Tout ce que Raymond et Corliss Holland voulaient pour Noël, c'était un travail. N'importe quoi. Juste quelque chose pour les sortir, avec leurs trois enfants, du foyer d'accueil de Chicago où ils doivent vivre depuis des mois.

Tout ce que Raymond et Corliss Holland voulaient pour Noël, c'était un travail. N'importe quoi. Juste quelque chose pour les sortir, avec leurs trois enfants, du foyer d'accueil de Chicago où ils doivent vivre depuis des mois.

«Je m'en moque, si c'est chez McDonald's», explique Corliss, entouré de ses enfants. «Je veux un travail parce que c'est ce qui va nous aider à sortir d'ici et que tout va alors pouvoir s'arranger,» poursuit-elle.

Débordés par l'afflux des sans-abris, les services sociaux doivent aussi faire face à une baisse des dons et des réductions prévisibles dans les sommes qui leur sont allouées par des villes et des Etats, également confrontés à une crise budgétaire.

«Les centres d'accueil, ils sont toujours pleins. Ils renvoient toujours des gens», déplore Julie Dworkin, responsable d'une association d'aide aux sans-abris de Chicago (Illinois, nord).

«Nous allons nous battre contre les réductions (budgétaires). Mais je ne sais pas ce qui va arriver s'il y a une forte hausse de la demande», poursuit-elle.

Il est difficile de connaître le nombre de sans-abris aux Etats-Unis mais plusieurs indices montre que cette population progresse énormément.

Les écoles publiques de Chicago ont ainsi enregistré une augmentation de 45% des élèves enregistrés comme «sans-abris» en octobre dernier: 8.273 contre 5.697 une année plus tôt. En novembre, ce nombre a grimpé à 9134.

L'histoire de la famille Holland est à cet égard édifiante, triste et simple.

Un jour de septembre, Raymond, 53 ans, était au travail et les enfants à l'école quand sa femme Corliss, 48 ans, a entendu frapper à la porte.

Avant même qu'elle n'atteigne l'entrée, la porte était défoncée par des policiers qui lui criaient d'enfiler ses chaussures et de les suivre.

Saisie immobilière. Pas de l'appartement en location mais de l'immeuble. L'expulsion s'est faite sans préavis.

Le patron de l'entreprise de déménagement pour laquelle Raymond travaillait depuis 30 ans leur a prêté un camion et donné un petit coin de garde-meuble.
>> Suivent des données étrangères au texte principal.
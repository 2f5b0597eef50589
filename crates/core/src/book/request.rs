use serde::{Deserialize, Serialize};
use std::fmt;
use std::str::FromStr;

use super::{ChapterOutline, OutputLanguage, ValidationError};

const MAX_TITLE_CHARS: usize = 200;
const MAX_DESCRIPTION_CHARS: usize = 1000;
const FORBIDDEN_TITLE_CHARS: [char; 6] = ['/', '\\', '<', '>', '"', '*'];

fn require_min(field: &'static str, value: &str, min: usize) -> Result<String, ValidationError> {
    let trimmed = value.trim();
    if trimmed.is_empty() {
        return Err(ValidationError::Empty { field });
    }
    let actual = trimmed.chars().count();
    if actual < min {
        return Err(ValidationError::TooShort { field, min, actual });
    }
    Ok(trimmed.to_string())
}

fn require_max(field: &'static str, value: &str, max: usize) -> Result<(), ValidationError> {
    let actual = value.trim().chars().count();
    if actual > max {
        return Err(ValidationError::TooLong { field, max, actual });
    }
    Ok(())
}

#[derive(Clone, Copy, Debug, Default, Eq, PartialEq, Hash, Serialize, Deserialize)]
#[serde(rename_all = "snake_case")]
pub enum BookType {
    Technical,
    Business,
    Educational,
    #[default]
    PracticalGuide,
}

impl BookType {
    pub fn as_str(&self) -> &'static str {
        match self {
            Self::Technical => "technical",
            Self::Business => "business",
            Self::Educational => "educational",
            Self::PracticalGuide => "practical_guide",
        }
    }

    /// Maps the free text typed by a user to the closest type, falling back
    /// to a practical guide.
    pub fn infer(text: &str) -> Self {
        let lowered = text.to_lowercase();
        if let Ok(exact) = lowered.parse() {
            return exact;
        }
        if lowered.contains("técnic") || lowered.contains("tecnic") || lowered.contains("technical") {
            Self::Technical
        } else if lowered.contains("business") || lowered.contains("negócio") || lowered.contains("negocio") {
            Self::Business
        } else if lowered.contains("educa") || lowered.contains("didátic") {
            Self::Educational
        } else {
            Self::PracticalGuide
        }
    }
}

impl fmt::Display for BookType {
    fn fmt(&self, f: &mut fmt::Formatter<'_>) -> fmt::Result {
        f.write_str(self.as_str())
    }
}

impl FromStr for BookType {
    type Err = ValidationError;

    fn from_str(value: &str) -> Result<Self, Self::Err> {
        match value.trim() {
            "technical" => Ok(Self::Technical),
            "business" => Ok(Self::Business),
            "educational" => Ok(Self::Educational),
            "practical_guide" => Ok(Self::PracticalGuide),
            other => Err(ValidationError::UnknownBookType(other.to_string())),
        }
    }
}

/// Validated input of one generation run.
#[derive(Clone, Debug, PartialEq, Eq, Serialize)]
pub struct BookRequest {
    topic: String,
    goal: String,
    target_audience: String,
    book_type: BookType,
}

impl BookRequest {
    pub fn new(topic: &str, goal: &str, target_audience: &str) -> Result<Self, ValidationError> {
        Ok(Self {
            topic: require_min("topic", topic, 3)?,
            goal: require_min("goal", goal, 10)?,
            target_audience: require_min("target_audience", target_audience, 3)?,
            book_type: BookType::default(),
        })
    }

    /// Builds the request the way the interactive runner asks for it: topic,
    /// audience and a free-text book type.
    pub fn from_book_type(
        topic: &str,
        target_audience: &str,
        book_type: &str,
    ) -> Result<Self, ValidationError> {
        let goal = format!(
            "Create a {} about {} for {}",
            book_type.trim(),
            topic.trim(),
            target_audience.trim()
        );
        let mut request = Self::new(topic, &goal, target_audience)?;
        request.book_type = BookType::infer(book_type);
        Ok(request)
    }

    pub fn topic(&self) -> &str {
        &self.topic
    }

    pub fn goal(&self) -> &str {
        &self.goal
    }

    pub fn target_audience(&self) -> &str {
        &self.target_audience
    }

    pub fn book_type(&self) -> BookType {
        self.book_type
    }
}

/// Book-wide facts every chapter prompt needs.
#[derive(Clone, Debug, PartialEq, Eq)]
pub struct BookContext {
    pub topic: String,
    pub goal: String,
    pub target_audience: String,
    pub language: OutputLanguage,
    pub book_type: BookType,
}

impl BookContext {
    pub fn from_request(request: &BookRequest, language: OutputLanguage) -> Self {
        Self {
            topic: request.topic().to_string(),
            goal: request.goal().to_string(),
            target_audience: request.target_audience().to_string(),
            language,
            book_type: request.book_type(),
        }
    }
}

/// Checks the title and description of one planned chapter. Runs while the
/// outline is parsed and again before each chapter request.
pub fn validate_outline_entry(outline: &ChapterOutline) -> Result<(), ValidationError> {
    let title = outline.title.trim();
    if title.is_empty() {
        return Err(ValidationError::Empty {
            field: "chapter_title",
        });
    }
    require_max("chapter_title", title, MAX_TITLE_CHARS)?;
    if let Some(character) = title.chars().find(|ch| FORBIDDEN_TITLE_CHARS.contains(ch)) {
        return Err(ValidationError::ForbiddenCharacter {
            field: "chapter_title",
            character,
        });
    }
    require_max("chapter_description", &outline.description, MAX_DESCRIPTION_CHARS)
}

/// A chapter request that passed every check, built before any model call.
#[derive(Clone, Debug, PartialEq, Eq)]
pub struct ChapterSpec {
    title: String,
    description: String,
    topics: Vec<String>,
    context: BookContext,
}

impl ChapterSpec {
    pub fn new(outline: &ChapterOutline, context: &BookContext) -> Result<Self, ValidationError> {
        validate_outline_entry(outline)?;
        for (field, value) in [
            ("topic", &context.topic),
            ("target_audience", &context.target_audience),
            ("goal", &context.goal),
        ] {
            if value.trim().is_empty() {
                return Err(ValidationError::Empty { field });
            }
        }

        Ok(Self {
            title: outline.title.trim().to_string(),
            description: outline.description.trim().to_string(),
            topics: outline.topics.clone(),
            context: context.clone(),
        })
    }

    pub fn title(&self) -> &str {
        &self.title
    }

    pub fn description(&self) -> &str {
        &self.description
    }

    pub fn topics(&self) -> &[String] {
        &self.topics
    }

    pub fn context(&self) -> &BookContext {
        &self.context
    }
}

#[derive(Clone, Debug, PartialEq, Eq)]
pub struct ReviewRequest {
    title: String,
    content: String,
    description: String,
    max_tokens: Option<u32>,
}

impl ReviewRequest {
    pub fn new(title: &str, content: &str) -> Result<Self, ValidationError> {
        Ok(Self {
            title: require_min("chapter_title", title, 3)?,
            content: require_min("chapter_content", content, 100)?,
            description: String::new(),
            max_tokens: None,
        })
    }

    pub fn with_description(mut self, description: impl Into<String>) -> Self {
        self.description = description.into();
        self
    }

    pub fn with_max_tokens(mut self, max_tokens: u32) -> Self {
        self.max_tokens = Some(max_tokens);
        self
    }

    pub fn title(&self) -> &str {
        &self.title
    }

    pub fn content(&self) -> &str {
        &self.content
    }

    pub fn description(&self) -> &str {
        &self.description
    }

    pub fn max_tokens(&self) -> Option<u32> {
        self.max_tokens
    }
}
Il leur a même payé l'hôtel pendant une semaine.

Mais le travail ralentissait aussi dans le secteur du déménagement à mesure que les Etats-Unis s'enfonçaient dans la pire crise économique depuis les années 30.

Raymond s'est retrouvé très vite sans travail.

Et cela a été la descente aux enfers. Au début, en foyer d'urgence, c'était tellement dur, se souvient Corliss.

Maintenant, les choses vont un peu mieux. La famille est logée dans un foyer plus confortable de 60 lits, géré par Inner Voice, une association caritative.

Peu importe le couvre-feu et les tâches ménagères obligatoires.

«On ne mange pas toujours ce qu'on veut, mais nous avons un lit et de la nourriture,» reconnaît Corliss, ajoutant que beaucoup d'autres personnes se trouvent dans une situation bien pire que la sienne.

Mais ses fils, âgés de 14 à 17 ans, sont assez vieux pour ressentir de la honte et tentent de cacher leur situation à leurs camarades d'école.

L'aîné, Raymond Jr, ne dit pas un mot quand il regarde ses parents raconter leur histoire et se détourne quand les larmes viennent aux yeux de son père.

Raymond venait juste de trouver un emploi dans une usine d'emballage de viande où il était payé 8,25 dollars de l'heure et devait faire deux heures de trajet en bus et train. Mais, lundi dernier, toute son équipe a été licenciée... «Ne revenez pas demain», leur a-t-on lancé sèchement.

Ce que je veux, tout simplement, dit-il accablé, «c'est pouvoir entretenir ma famille».